Um livro muito interessante!
É um romance de Rubem Fonseca. Nele encontramos a história do mês que marcou o ano de 1954 e o Brasil. Agosto de 1954 foi o mês que morreu o Presidente da República Getúlio Vargas.
São relatados casos pessoais da personagem principal, casos de polícia e retrata bem a política da época representada por fatos reais e fictícios.
Conta a história do comissário da polícia Alberto Mattos, ele sofre de úlcera, tem duas mulheres que são apaixonadas por ele. Alguns querem vê-lo morto, outros pretendem defendê-lo. Mattos é um dos poucos policias justo, que não aceita suborno e nem admite que os bicheiros tomem conta do "pedaço". Seu desejo é deixar de lado a vida de comissário e se tornar juíz, ele estudou direito, até foi preso quando estudante devido às manifestações estudantis, era apto às idéias comunistas e uma pessoa bem indvidualista não gostava de repartir o que sabia sobre um caso, ou qualquer coisa, guardava tudo pra si.
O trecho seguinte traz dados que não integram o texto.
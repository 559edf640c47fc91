//! # Liftoff App
//!
//! Composition root and binary entry point.
//!
//! This crate contains:
//! - Application context (dependency injection)
//! - Job handlers and the headless advisory prompt
//! - Logging initialization
//!
//! ## Architecture
//! - Depends on `domain`, `core`, and `infra`
//! - Wires up the hexagonal architecture

pub mod context;
pub mod jobs;
pub mod utils;

pub use context::*;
História contada em 3° pessoa, apesar da maioria de seus livros serem escritos em 1° pessoa, neste não foi, por que ele se colocaria em um patamar de o único honesto da polícia. No período em que o livro acontece Rubem estava trabalhando na polícia e conhecia o policial pastor, uma das personagens. Muitos acreditam que a maior parte dos livros envolvendo crime Fonseca tirou das ocorrências da polícia.
Pra quem gosta de histótia vale a pena ler, mas tomem cuidado Rubem Fonseca usa muitas palavras de baixo calão e o bom -para alguns e diferente para outros- ele é "curto e grosso", ou seja, objetivo.
A parte do livro que mais gosto é quando o autor envolve o real com fictício. O encontro do comissário, uma personagem fictícia e o presidente, uma personagem real.